Stored items -
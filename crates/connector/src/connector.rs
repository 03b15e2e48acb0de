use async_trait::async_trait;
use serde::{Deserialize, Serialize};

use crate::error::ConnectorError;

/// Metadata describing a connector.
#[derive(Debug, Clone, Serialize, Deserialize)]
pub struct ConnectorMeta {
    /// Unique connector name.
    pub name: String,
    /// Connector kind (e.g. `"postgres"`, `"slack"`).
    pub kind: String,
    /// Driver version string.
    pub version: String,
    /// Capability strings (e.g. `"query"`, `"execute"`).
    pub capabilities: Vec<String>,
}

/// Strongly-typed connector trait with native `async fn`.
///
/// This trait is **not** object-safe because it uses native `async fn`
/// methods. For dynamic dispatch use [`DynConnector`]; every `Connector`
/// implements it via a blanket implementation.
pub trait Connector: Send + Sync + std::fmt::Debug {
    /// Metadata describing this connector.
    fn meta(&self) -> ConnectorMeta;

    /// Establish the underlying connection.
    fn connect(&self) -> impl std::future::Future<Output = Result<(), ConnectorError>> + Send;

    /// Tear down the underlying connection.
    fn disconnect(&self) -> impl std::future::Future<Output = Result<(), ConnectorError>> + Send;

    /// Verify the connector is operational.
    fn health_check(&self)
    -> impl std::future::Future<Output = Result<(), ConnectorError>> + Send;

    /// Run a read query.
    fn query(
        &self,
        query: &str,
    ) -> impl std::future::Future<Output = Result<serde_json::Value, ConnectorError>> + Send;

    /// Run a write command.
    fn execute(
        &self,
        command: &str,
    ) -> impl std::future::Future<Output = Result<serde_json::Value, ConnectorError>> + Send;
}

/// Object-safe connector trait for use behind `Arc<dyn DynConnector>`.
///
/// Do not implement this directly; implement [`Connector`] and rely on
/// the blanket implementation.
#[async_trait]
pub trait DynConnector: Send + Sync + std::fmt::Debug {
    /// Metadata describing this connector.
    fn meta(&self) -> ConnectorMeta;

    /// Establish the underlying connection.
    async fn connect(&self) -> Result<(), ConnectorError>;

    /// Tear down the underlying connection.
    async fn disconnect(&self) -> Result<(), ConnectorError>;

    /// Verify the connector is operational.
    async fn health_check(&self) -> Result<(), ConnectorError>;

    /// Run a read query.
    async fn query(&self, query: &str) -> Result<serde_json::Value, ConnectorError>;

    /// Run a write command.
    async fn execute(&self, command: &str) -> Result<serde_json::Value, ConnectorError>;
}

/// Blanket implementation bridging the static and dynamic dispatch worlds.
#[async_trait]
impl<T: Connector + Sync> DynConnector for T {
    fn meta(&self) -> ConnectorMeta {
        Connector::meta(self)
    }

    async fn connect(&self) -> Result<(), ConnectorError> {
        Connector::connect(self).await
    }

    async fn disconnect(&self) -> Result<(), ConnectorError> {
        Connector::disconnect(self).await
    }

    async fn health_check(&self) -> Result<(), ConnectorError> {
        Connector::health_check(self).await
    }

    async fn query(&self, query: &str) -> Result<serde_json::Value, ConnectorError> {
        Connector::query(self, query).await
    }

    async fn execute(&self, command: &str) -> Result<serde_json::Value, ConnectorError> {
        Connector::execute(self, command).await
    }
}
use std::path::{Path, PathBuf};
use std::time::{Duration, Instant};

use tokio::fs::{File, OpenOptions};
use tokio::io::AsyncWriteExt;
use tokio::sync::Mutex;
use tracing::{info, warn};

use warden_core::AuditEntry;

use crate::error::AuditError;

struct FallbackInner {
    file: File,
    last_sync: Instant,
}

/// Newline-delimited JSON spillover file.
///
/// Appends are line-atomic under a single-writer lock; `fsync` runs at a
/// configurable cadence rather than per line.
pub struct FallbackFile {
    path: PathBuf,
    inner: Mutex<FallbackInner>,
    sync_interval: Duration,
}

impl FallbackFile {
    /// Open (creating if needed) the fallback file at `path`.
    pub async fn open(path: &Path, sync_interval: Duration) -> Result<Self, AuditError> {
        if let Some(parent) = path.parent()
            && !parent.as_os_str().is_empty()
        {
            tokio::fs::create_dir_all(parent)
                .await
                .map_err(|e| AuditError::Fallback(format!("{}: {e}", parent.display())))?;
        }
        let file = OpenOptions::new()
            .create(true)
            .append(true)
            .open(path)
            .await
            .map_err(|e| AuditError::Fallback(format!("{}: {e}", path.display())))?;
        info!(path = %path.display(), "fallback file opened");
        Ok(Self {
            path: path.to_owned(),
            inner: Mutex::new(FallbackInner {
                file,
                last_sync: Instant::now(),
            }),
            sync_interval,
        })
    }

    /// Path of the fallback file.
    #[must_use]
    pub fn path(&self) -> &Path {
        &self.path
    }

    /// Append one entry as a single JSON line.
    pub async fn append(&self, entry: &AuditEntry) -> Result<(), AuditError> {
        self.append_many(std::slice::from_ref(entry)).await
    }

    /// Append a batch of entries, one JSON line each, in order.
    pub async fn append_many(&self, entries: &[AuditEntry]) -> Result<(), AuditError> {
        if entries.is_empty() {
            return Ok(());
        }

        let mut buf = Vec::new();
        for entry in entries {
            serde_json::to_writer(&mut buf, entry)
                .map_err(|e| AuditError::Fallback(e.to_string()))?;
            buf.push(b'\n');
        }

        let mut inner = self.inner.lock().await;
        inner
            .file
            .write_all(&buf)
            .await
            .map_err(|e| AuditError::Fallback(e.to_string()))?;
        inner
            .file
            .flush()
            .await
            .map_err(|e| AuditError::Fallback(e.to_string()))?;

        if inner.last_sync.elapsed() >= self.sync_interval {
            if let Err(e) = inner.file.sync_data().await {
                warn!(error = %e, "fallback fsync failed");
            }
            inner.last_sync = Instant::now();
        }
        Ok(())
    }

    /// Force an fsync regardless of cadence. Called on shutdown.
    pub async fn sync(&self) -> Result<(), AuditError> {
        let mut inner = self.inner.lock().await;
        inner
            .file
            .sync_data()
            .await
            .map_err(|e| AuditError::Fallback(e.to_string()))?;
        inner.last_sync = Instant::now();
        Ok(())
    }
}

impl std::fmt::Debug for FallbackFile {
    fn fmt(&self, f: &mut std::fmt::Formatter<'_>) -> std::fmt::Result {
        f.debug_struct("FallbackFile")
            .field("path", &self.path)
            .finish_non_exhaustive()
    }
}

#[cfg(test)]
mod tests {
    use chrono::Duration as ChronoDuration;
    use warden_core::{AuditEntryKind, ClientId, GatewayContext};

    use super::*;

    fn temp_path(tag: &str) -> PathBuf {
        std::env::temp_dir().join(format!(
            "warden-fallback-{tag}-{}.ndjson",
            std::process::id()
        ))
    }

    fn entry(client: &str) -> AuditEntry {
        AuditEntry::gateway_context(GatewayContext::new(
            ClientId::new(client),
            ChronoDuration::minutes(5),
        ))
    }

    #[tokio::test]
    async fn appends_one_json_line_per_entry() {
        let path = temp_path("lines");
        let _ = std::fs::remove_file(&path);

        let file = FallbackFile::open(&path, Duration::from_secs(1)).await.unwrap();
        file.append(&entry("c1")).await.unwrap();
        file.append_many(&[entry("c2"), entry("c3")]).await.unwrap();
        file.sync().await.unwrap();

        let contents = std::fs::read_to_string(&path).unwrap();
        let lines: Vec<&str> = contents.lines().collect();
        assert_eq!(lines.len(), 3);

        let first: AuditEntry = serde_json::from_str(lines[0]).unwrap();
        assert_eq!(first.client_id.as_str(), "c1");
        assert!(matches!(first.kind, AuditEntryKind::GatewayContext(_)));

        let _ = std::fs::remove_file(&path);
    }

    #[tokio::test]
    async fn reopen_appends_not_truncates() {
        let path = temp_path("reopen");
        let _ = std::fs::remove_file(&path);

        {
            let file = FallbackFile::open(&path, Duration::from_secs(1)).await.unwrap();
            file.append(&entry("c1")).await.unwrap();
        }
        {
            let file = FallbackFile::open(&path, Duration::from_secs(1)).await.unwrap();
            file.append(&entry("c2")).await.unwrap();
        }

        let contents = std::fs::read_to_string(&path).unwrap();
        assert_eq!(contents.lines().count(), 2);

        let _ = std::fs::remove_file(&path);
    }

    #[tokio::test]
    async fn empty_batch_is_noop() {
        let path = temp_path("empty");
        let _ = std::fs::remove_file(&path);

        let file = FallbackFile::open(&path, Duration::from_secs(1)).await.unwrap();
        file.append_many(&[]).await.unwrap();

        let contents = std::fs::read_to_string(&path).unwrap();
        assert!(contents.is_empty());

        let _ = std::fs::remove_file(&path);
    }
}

Your instructions - Scan the data above for the word "lines". Copy every line in which it is found.

Task output -
        let path = temp_path("lines");
        let lines: Vec<&str> = contents.lines().collect();
        assert_eq!(lines.len(), 3);
        let first: AuditEntry = serde_json::from_str(lines[0]).unwrap();
        assert_eq!(contents.lines().count(), 2);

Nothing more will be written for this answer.